To learn more, visit variableinc.com.

Large-Scale Custom Formulations with the Bridge

Color inaccuracies cost companies hundreds of thousands, if not millions, of dollars every year. There’s no way to create an unending supply of the same paint, but there is a way to measure new batches of colors to confirm that they are indeed the exact same hue. However, this technology, like much of the high-end tech that ensures accurate color communication, is reliant on stationary spectrophotometers or cumbersome portable spectrophotometers. This leaves many companies and their partners with only the human eye and physical samples to rely on. As discussed in the article, this method of color measurement is unable to offer companies and brands the needed, top-notch quality control they seek. This mode of color matching is not only highly fallible but also impractical in a world that demands more digital solutions.

Variable’s Spectro 1 Pro plus Bridge allows companies and their partners to utilize the mobile-paired spectrophotometers with their own tinting and color-matching software that runs on PCs. Certain paint and coatings companies have already begun implementing this technology in stores across the world. It’s especially useful where traditional spectrophotometers are unable to be at store locations due to cost prohibitions.
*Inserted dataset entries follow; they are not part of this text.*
//! Zone table and duplicate detection
//!
//! Zones are the facsimile bounding boxes (`<zone ulx uly lrx lry rotate>`).
//! Two zones are duplicates when their coordinates and rotation are exactly
//! equal; no tolerance is applied and box orientation is not validated.

use crate::document::{MeiDocument, NodeId};
use crate::errors::ParseError;
use serde::Serialize;
use std::collections::HashMap;

const COORDINATE_NAMES: [&str; 4] = ["ulx", "uly", "lrx", "lry"];
const MISSING_COORDINATE: i64 = -1;

/// Geometry of a zone
#[derive(Debug, Clone, Copy, PartialEq, Serialize)]
pub struct Zone {
    /// ulx, uly, lrx, lry
    pub coordinates: [i64; 4],
    pub rotate: f64,
}

impl Zone {
    pub fn new(ulx: i64, uly: i64, lrx: i64, lry: i64) -> Self {
        Zone {
            coordinates: [ulx, uly, lrx, lry],
            rotate: 0.0,
        }
    }
}

#[derive(Debug, Clone)]
pub struct ZoneEntry {
    /// `#`-prefixed id, as written in `facs` attributes
    pub reference: String,
    pub node: NodeId,
    pub zone: Zone,
}

impl ZoneEntry {
    /// The id without its `#`
    pub fn bare_id(&self) -> &str {
        bare_id(&self.reference)
    }
}

/// Zones of a document keyed by reference, in document order
#[derive(Debug, Clone, Default)]
pub struct ZoneTable {
    entries: Vec<ZoneEntry>,
    by_reference: HashMap<String, usize>,
}

impl ZoneTable {
    /// Read every `zone` element in the document
    pub fn build(doc: &MeiDocument) -> Result<Self, ParseError> {
        let mut table = ZoneTable::default();
        let zones = doc.descendants_named(doc.root(), "zone");

        for node in zones {
            let Some(element) = doc.element(node) else {
                continue;
            };
            let id = element.id().unwrap_or_default();
            let describe = || format!("zone '{}'", id);

            let mut coordinates = [MISSING_COORDINATE; 4];
            for (slot, name) in coordinates.iter_mut().zip(COORDINATE_NAMES) {
                if let Some(raw) = element.attribute(name) {
                    *slot = raw.trim().parse().map_err(|_| ParseError::InvalidAttribute {
                        element: describe(),
                        attribute: name.to_string(),
                        value: raw.to_string(),
                    })?;
                }
            }

            let rotate = match element.attribute("rotate") {
                Some(raw) => raw.trim().parse::<f64>().map_err(|_| ParseError::InvalidAttribute {
                    element: describe(),
                    attribute: "rotate".to_string(),
                    value: raw.to_string(),
                })?,
                None => 0.0,
            };

            table.insert(ZoneEntry {
                reference: format!("#{}", id),
                node,
                zone: Zone { coordinates, rotate },
            });
        }

        log::debug!("zone table built with {} zones", table.len());
        Ok(table)
    }

    /// Later entries with an existing reference replace the earlier one in place
    pub fn insert(&mut self, entry: ZoneEntry) {
        match self.by_reference.get(&entry.reference) {
            Some(&index) => self.entries[index] = entry,
            None => {
                self.by_reference
                    .insert(entry.reference.clone(), self.entries.len());
                self.entries.push(entry);
            }
        }
    }

    pub fn get(&self, reference: &str) -> Option<&ZoneEntry> {
        self.by_reference
            .get(reference)
            .map(|&index| &self.entries[index])
    }

    pub fn iter(&self) -> impl Iterator<Item = &ZoneEntry> {
        self.entries.iter()
    }

    pub fn len(&self) -> usize {
        self.entries.len()
    }

    pub fn is_empty(&self) -> bool {
        self.entries.is_empty()
    }
}

/// Two zone references with equal geometry
#[derive(Debug, Clone, PartialEq, Eq)]
pub struct DuplicatePair {
    pub first: String,
    pub second: String,
}

impl DuplicatePair {
    /// Pair membership regardless of order
    pub fn contains_pair(&self, a: &str, b: &str) -> bool {
        (self.first == a && self.second == b) || (self.first == b && self.second == a)
    }
}

/// Zones sharing one geometry, in table order; the first is kept
#[derive(Debug, Clone, PartialEq, Eq)]
pub struct DuplicateGroup {
    pub references: Vec<String>,
}

impl DuplicateGroup {
    pub fn keeper(&self) -> &str {
        &self.references[0]
    }

    pub fn redundant(&self) -> &[String] {
        &self.references[1..]
    }
}

/// Every pair of zones with equal geometry, in table order.
///
/// Three identical zones give three pairs.
pub fn find_duplicate_zones(table: &ZoneTable) -> Vec<DuplicatePair> {
    let entries: Vec<&ZoneEntry> = table.iter().collect();
    let mut pairs = Vec::new();
    for (i, a) in entries.iter().enumerate() {
        for b in &entries[i + 1..] {
            if a.zone == b.zone {
                pairs.push(DuplicatePair {
                    first: a.reference.clone(),
                    second: b.reference.clone(),
                });
            }
        }
    }
    pairs
}

/// Equality classes of two or more zones, ordered by first occurrence
pub fn group_duplicate_zones(table: &ZoneTable) -> Vec<DuplicateGroup> {
    let mut classes: Vec<(Zone, Vec<String>)> = Vec::new();
    for entry in table.iter() {
        match classes.iter_mut().find(|(zone, _)| *zone == entry.zone) {
            Some((_, members)) => members.push(entry.reference.clone()),
            None => classes.push((entry.zone, vec![entry.reference.clone()])),
        }
    }

    classes
        .into_iter()
        .filter(|(_, members)| members.len() > 1)
        .map(|(_, references)| DuplicateGroup { references })
        .collect()
}

pub(crate) fn bare_id(reference: &str) -> &str {
    reference.strip_prefix('#').unwrap_or(reference)
}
Unfortunately, Bluetooth technology is not standardized across all personal computers, causing limitations in using these mobile-paired instruments with PC-based software. To remedy this issue, Variable created the Bridge, an external, reliable Bluetooth dongle. The Bridge connects to the PC via a USB port and can stay paired with the Spectro 1 Pro for a distance of 25 feet (7.5 meters). Additionally, color formulation scans from the field can be sent through text or email and imported directly into the software, allowing for fully mobile formulation and tinting to take place.

This same digital color communication can be implemented with organizations attempting to conduct quality control measurements with partners and subsidiaries regardless of where each is physically located. A quality control officer could be in Atlanta, Georgia, and seamlessly communicate with a manufacturer across the globe to check that the items produced are the correct hue.

Checkpoints like this are made even easier by Variable Cloud, a web-based software that allows companies to build and manage their personal color libraries and share them without having to ship physical color samples. This method saves time, resources, reduces carbon footprints and is socially responsible in light of heightened health concerns from close physical contact.